# Input data
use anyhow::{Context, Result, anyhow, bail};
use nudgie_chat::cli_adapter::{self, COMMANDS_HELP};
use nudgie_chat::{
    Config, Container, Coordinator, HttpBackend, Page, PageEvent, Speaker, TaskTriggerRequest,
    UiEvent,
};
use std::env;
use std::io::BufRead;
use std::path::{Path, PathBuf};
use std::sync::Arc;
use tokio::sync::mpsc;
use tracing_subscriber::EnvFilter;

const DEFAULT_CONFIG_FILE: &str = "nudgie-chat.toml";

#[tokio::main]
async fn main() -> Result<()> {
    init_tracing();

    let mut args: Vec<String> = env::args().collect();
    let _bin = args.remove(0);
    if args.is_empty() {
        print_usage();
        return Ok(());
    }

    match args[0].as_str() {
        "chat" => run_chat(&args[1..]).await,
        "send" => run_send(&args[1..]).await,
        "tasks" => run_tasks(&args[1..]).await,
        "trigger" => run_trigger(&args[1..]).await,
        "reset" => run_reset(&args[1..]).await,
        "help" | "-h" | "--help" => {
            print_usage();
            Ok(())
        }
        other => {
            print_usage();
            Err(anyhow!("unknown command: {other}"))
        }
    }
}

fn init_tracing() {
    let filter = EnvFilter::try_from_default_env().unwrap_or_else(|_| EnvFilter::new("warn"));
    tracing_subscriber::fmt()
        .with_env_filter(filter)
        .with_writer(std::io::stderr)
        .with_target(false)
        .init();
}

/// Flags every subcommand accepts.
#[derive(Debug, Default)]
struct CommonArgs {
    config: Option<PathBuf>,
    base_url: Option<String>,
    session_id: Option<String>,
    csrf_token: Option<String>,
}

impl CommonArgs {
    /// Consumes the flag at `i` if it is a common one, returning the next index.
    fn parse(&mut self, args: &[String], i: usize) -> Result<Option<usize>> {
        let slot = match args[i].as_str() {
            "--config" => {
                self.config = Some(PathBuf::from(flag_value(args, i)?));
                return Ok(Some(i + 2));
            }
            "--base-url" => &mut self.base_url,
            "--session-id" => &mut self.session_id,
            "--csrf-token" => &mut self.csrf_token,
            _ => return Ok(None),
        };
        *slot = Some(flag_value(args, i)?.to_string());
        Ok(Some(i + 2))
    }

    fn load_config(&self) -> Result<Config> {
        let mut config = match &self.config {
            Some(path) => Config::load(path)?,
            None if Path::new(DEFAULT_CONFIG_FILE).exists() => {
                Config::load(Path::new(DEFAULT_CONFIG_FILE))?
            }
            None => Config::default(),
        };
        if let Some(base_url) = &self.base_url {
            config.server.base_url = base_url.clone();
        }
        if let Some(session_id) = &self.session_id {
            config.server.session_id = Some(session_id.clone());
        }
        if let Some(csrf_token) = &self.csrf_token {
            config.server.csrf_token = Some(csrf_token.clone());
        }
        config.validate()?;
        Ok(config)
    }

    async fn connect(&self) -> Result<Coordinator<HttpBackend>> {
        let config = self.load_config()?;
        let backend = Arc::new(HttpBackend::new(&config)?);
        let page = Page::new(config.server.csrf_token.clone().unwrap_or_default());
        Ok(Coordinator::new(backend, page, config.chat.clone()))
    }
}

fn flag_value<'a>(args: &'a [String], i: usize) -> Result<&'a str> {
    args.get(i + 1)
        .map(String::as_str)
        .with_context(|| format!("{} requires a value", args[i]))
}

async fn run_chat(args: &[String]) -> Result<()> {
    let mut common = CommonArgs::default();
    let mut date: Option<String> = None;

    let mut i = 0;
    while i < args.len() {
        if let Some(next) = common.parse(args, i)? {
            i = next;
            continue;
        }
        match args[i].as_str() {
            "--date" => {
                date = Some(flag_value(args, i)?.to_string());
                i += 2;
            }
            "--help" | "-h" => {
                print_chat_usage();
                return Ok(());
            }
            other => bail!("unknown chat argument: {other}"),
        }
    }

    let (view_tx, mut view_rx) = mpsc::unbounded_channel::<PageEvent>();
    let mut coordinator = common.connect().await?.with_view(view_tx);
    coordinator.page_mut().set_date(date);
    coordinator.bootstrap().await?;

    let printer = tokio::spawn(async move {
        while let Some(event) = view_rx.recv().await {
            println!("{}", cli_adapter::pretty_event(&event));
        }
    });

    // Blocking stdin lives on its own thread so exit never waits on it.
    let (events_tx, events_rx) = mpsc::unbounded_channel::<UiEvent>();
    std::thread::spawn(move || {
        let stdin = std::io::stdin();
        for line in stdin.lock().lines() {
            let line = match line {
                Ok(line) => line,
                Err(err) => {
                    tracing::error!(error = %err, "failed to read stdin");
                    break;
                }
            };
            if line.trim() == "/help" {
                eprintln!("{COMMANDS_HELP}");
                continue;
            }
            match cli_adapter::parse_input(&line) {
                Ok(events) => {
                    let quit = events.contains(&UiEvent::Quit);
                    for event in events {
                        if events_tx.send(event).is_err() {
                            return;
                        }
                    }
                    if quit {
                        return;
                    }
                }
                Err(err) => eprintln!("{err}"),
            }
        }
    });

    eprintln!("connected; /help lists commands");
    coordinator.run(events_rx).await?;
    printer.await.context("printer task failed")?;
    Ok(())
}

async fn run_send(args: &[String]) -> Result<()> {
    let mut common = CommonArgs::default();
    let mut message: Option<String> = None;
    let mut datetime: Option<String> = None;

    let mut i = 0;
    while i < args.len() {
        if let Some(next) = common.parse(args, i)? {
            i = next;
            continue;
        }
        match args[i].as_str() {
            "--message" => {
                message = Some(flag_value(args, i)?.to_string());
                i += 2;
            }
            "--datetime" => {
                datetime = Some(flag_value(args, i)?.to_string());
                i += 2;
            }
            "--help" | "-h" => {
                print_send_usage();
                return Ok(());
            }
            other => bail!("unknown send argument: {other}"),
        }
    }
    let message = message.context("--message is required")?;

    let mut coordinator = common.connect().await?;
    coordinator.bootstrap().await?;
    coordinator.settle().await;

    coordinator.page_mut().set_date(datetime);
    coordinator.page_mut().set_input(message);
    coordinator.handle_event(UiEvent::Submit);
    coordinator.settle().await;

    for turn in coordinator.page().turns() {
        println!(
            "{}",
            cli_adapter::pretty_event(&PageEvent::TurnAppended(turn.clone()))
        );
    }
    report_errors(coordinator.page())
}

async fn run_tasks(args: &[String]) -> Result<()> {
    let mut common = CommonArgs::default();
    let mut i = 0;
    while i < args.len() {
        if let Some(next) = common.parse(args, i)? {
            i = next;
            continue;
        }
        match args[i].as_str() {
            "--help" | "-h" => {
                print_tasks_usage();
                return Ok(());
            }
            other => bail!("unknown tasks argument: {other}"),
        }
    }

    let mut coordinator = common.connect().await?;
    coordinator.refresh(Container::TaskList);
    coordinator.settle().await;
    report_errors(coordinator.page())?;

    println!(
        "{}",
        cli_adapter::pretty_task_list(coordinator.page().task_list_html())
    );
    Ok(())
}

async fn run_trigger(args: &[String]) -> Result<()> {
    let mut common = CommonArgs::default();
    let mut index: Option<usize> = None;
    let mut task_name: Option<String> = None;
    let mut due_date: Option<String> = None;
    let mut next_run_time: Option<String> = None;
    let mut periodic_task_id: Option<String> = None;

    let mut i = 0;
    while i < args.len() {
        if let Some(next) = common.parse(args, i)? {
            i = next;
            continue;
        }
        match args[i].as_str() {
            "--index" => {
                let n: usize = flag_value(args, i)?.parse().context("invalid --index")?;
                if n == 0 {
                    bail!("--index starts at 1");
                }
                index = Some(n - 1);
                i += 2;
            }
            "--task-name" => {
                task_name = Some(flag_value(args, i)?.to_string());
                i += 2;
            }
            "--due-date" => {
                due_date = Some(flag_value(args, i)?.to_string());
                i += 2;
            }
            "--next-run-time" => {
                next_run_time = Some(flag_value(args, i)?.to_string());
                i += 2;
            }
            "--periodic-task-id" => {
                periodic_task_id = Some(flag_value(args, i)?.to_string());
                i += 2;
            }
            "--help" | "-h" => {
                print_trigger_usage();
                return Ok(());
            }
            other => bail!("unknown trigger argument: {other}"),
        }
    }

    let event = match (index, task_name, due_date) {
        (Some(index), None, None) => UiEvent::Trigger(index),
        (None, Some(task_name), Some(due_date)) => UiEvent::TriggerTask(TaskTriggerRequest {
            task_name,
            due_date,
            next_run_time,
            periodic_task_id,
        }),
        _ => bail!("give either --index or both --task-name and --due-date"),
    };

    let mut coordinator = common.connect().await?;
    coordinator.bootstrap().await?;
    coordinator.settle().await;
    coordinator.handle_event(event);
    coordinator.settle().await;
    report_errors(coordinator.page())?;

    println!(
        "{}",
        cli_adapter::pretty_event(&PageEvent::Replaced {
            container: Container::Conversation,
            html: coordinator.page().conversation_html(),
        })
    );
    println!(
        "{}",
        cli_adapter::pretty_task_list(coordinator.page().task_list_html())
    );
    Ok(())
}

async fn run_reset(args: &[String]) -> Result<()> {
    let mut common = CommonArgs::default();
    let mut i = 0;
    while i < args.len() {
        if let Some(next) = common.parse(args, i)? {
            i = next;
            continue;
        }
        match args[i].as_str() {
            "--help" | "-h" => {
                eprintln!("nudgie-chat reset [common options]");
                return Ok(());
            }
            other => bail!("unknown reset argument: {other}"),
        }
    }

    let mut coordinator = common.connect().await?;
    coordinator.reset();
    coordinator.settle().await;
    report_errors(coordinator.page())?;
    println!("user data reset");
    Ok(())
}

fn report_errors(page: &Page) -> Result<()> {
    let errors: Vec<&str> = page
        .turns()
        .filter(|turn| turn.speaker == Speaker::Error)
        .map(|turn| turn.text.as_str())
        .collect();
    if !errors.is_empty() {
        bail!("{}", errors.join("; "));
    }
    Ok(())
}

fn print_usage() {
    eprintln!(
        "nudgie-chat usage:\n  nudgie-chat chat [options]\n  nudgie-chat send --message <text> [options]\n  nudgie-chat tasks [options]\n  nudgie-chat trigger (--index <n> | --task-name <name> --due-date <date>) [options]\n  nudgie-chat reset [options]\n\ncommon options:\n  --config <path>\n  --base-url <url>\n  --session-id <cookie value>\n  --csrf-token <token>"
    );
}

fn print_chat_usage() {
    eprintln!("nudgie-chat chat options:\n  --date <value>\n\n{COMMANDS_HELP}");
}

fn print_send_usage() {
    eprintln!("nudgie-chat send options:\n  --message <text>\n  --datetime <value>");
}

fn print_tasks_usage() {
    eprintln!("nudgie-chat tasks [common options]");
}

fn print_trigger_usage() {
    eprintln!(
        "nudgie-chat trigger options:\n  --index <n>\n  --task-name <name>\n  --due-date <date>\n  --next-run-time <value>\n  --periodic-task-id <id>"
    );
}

# Exercise aim
Filter the data above down to lines with the word "Speaker", and copy them.

# Result of the task
    Config, Container, Coordinator, HttpBackend, Page, PageEvent, Speaker, TaskTriggerRequest,
        .filter(|turn| turn.speaker == Speaker::Error)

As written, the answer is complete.